BRIEF: Output range, inclusive: from the line containing "INSERT INTO leases" to the line containing "async fn renew(&self, lease: &mut". Restate those lines from the data below word for word and only those.

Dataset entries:
◇ ◇ ◇

pub mod memory;
pub mod models;
pub mod postgres;

use async_trait::async_trait;
use chrono::{DateTime, Utc};
use rust_decimal::Decimal;
use uuid::Uuid;

use crate::error::AppResult;
use crate::settlement::models::SettlementOperation;
use models::{AccountBalance, AssetCode};

pub use memory::MemoryLedger;
pub use postgres::PgLedger;

/// Ledger store - THE source of truth for balances and settlement operations.
///
/// Every mutation is a single atomic conditional update; there is no
/// read-modify-write window anywhere behind this trait. Per-(user, asset)
/// mutations are linearized by that primitive, so callers never coordinate
/// balance access themselves.
#[async_trait]
pub trait LedgerStore: Send + Sync {
    // ========== BALANCE PRIMITIVES ==========

    async fn get_balance(
        &self,
        user_id: Uuid,
        asset: AssetCode,
    ) -> AppResult<Option<AccountBalance>>;

    /// Unconditionally increase available funds. Creates the balance row on
    /// first credit.
    async fn credit(
        &self,
        user_id: Uuid,
        asset: AssetCode,
        amount: Decimal,
    ) -> AppResult<AccountBalance>;

    /// Move funds from available to pending, only if `available >= amount`.
    /// Fails with InsufficientFunds otherwise, without touching the row.
    async fn reserve(
        &self,
        user_id: Uuid,
        asset: AssetCode,
        amount: Decimal,
    ) -> AppResult<()>;

    /// Success-path terminal mutation: drop settled funds from pending.
    async fn settle(
        &self,
        user_id: Uuid,
        asset: AssetCode,
        amount: Decimal,
    ) -> AppResult<()>;

    /// Compensation: move reserved funds back from pending to available.
    async fn release(
        &self,
        user_id: Uuid,
        asset: AssetCode,
        amount: Decimal,
    ) -> AppResult<()>;

    // ========== OPERATION LIFECYCLE ==========

    /// Reserve `op.total_debit()` and persist the operation at Reserved, as
    /// one atomic unit. A reservation never exists without its operation
    /// record, and vice versa.
    async fn reserve_and_insert(&self, op: &SettlementOperation) -> AppResult<()>;

    async fn get_operation(
        &self,
        operation_id: Uuid,
    ) -> AppResult<Option<SettlementOperation>>;

    /// Look up an operation by the provider-facing idempotency token
    /// (rail callbacks identify operations this way).
    async fn get_operation_by_token(
        &self,
        provider_token: &str,
    ) -> AppResult<Option<SettlementOperation>>;

    /// Compare-and-set Reserved -> Submitted, stamping `submitted_at`.
    /// Returns false when the operation was not in Reserved.
    async fn mark_submitted(&self, operation_id: Uuid) -> AppResult<bool>;

    /// Submitted -> Settled plus the pending decrement, one atomic unit.
    /// Returns false when the operation already left Submitted (duplicate or
    /// late event); in that case the ledger is untouched.
    async fn settle_operation(
        &self,
        op: &SettlementOperation,
        external_reference: &str,
    ) -> AppResult<bool>;

    /// Swap variant of `settle_operation`: settles the source leg and credits
    /// the target leg inside the same atomic unit, never as two independent
    /// calls.
    async fn settle_swap(
        &self,
        op: &SettlementOperation,
        external_reference: &str,
    ) -> AppResult<bool>;

    /// Submitted -> Failed -> Compensated with exactly one release of the
    /// reserved funds. The Submitted guard makes the compensation
    /// exactly-once under concurrent duplicate decline callbacks; returns
    /// false for the losers, who must not touch the ledger.
    async fn fail_and_compensate(
        &self,
        op: &SettlementOperation,
        reason: &str,
    ) -> AppResult<bool>;

    /// Operations sitting in Submitted since before `older_than`; input for
    /// the reconciliation pass.
    async fn list_stuck_submitted(
        &self,
        older_than: DateTime<Utc>,
    ) -> AppResult<Vec<SettlementOperation>>;
}
use async_trait::async_trait;
use sqlx::{PgPool, Row};
use std::time::Duration;

use crate::error::{AppResult, LockError};

use super::{new_owner_token, DistributedMutex, Lease};

/// Lease table backed mutex shared across processes. A conditional upsert is
/// the acquire: the insert wins an absent key, the update wins an expired
/// one, and an unexpired competitor makes rows_affected zero.
pub struct PgMutex {
    pool: PgPool,
}

impl PgMutex {
    pub fn new(pool: PgPool) -> Self {
        Self { pool }
    }
}

#[async_trait]
impl DistributedMutex for PgMutex {
    async fn try_acquire(&self, key: &str, ttl: Duration) -> AppResult<Option<Lease>> {
        let owner = new_owner_token();
        let ttl_secs = ttl.as_secs_f64();

        let row = sqlx::query(
            r#"
            INSERT INTO leases (key, owner, expires_at)
            VALUES ($1, $2, NOW() + make_interval(secs => $3))
            ON CONFLICT (key) DO UPDATE
            SET owner = EXCLUDED.owner, expires_at = EXCLUDED.expires_at
            WHERE leases.expires_at <= NOW()
            RETURNING expires_at
            "#,
        )
        .bind(key)
        .bind(&owner)
        .bind(ttl_secs)
        .fetch_optional(&self.pool)
        .await?;

        match row {
            Some(row) => Ok(Some(Lease {
                key: key.to_string(),
                owner,
                expires_at: row.try_get("expires_at")?,
            })),
            None => Ok(None),
        }
    }

    async fn renew(&self, lease: &mut Lease, ttl: Duration) -> AppResult<()> {
        let ttl_secs = ttl.as_secs_f64();

        let row = sqlx::query(
            r#"
            UPDATE leases
            SET expires_at = NOW() + make_interval(secs => $3)
            WHERE key = $1 AND owner = $2
            RETURNING expires_at
            "#,
        )
        .bind(&lease.key)
        .bind(&lease.owner)
        .bind(ttl_secs)
        .fetch_optional(&self.pool)
        .await?;

        match row {
            Some(row) => {
                lease.expires_at = row.try_get("expires_at")?;
                Ok(())
            }
            None => Err(LockError::LeaseLost(lease.key.clone()).into()),
        }
    }

    async fn release(&self, lease: Lease) -> AppResult<()> {
        // Owner-guarded: releasing after a steal must not evict the thief
        sqlx::query("DELETE FROM leases WHERE key = $1 AND owner = $2")
            .bind(&lease.key)
            .bind(&lease.owner)
            .execute(&self.pool)
            .await?;

        Ok(())
    }
}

◇ ◇ ◇

REPLY:
            INSERT INTO leases (key, owner, expires_at)
            VALUES ($1, $2, NOW() + make_interval(secs => $3))
            ON CONFLICT (key) DO UPDATE
            SET owner = EXCLUDED.owner, expires_at = EXCLUDED.expires_at
            WHERE leases.expires_at <= NOW()
            RETURNING expires_at
            "#,
        )
        .bind(key)
        .bind(&owner)
        .bind(ttl_secs)
        .fetch_optional(&self.pool)
        .await?;

        match row {
            Some(row) => Ok(Some(Lease {
                key: key.to_string(),
                owner,
                expires_at: row.try_get("expires_at")?,
            })),
            None => Ok(None),
        }
    }

    async fn renew(&self, lease: &mut Lease, ttl: Duration) -> AppResult<()> {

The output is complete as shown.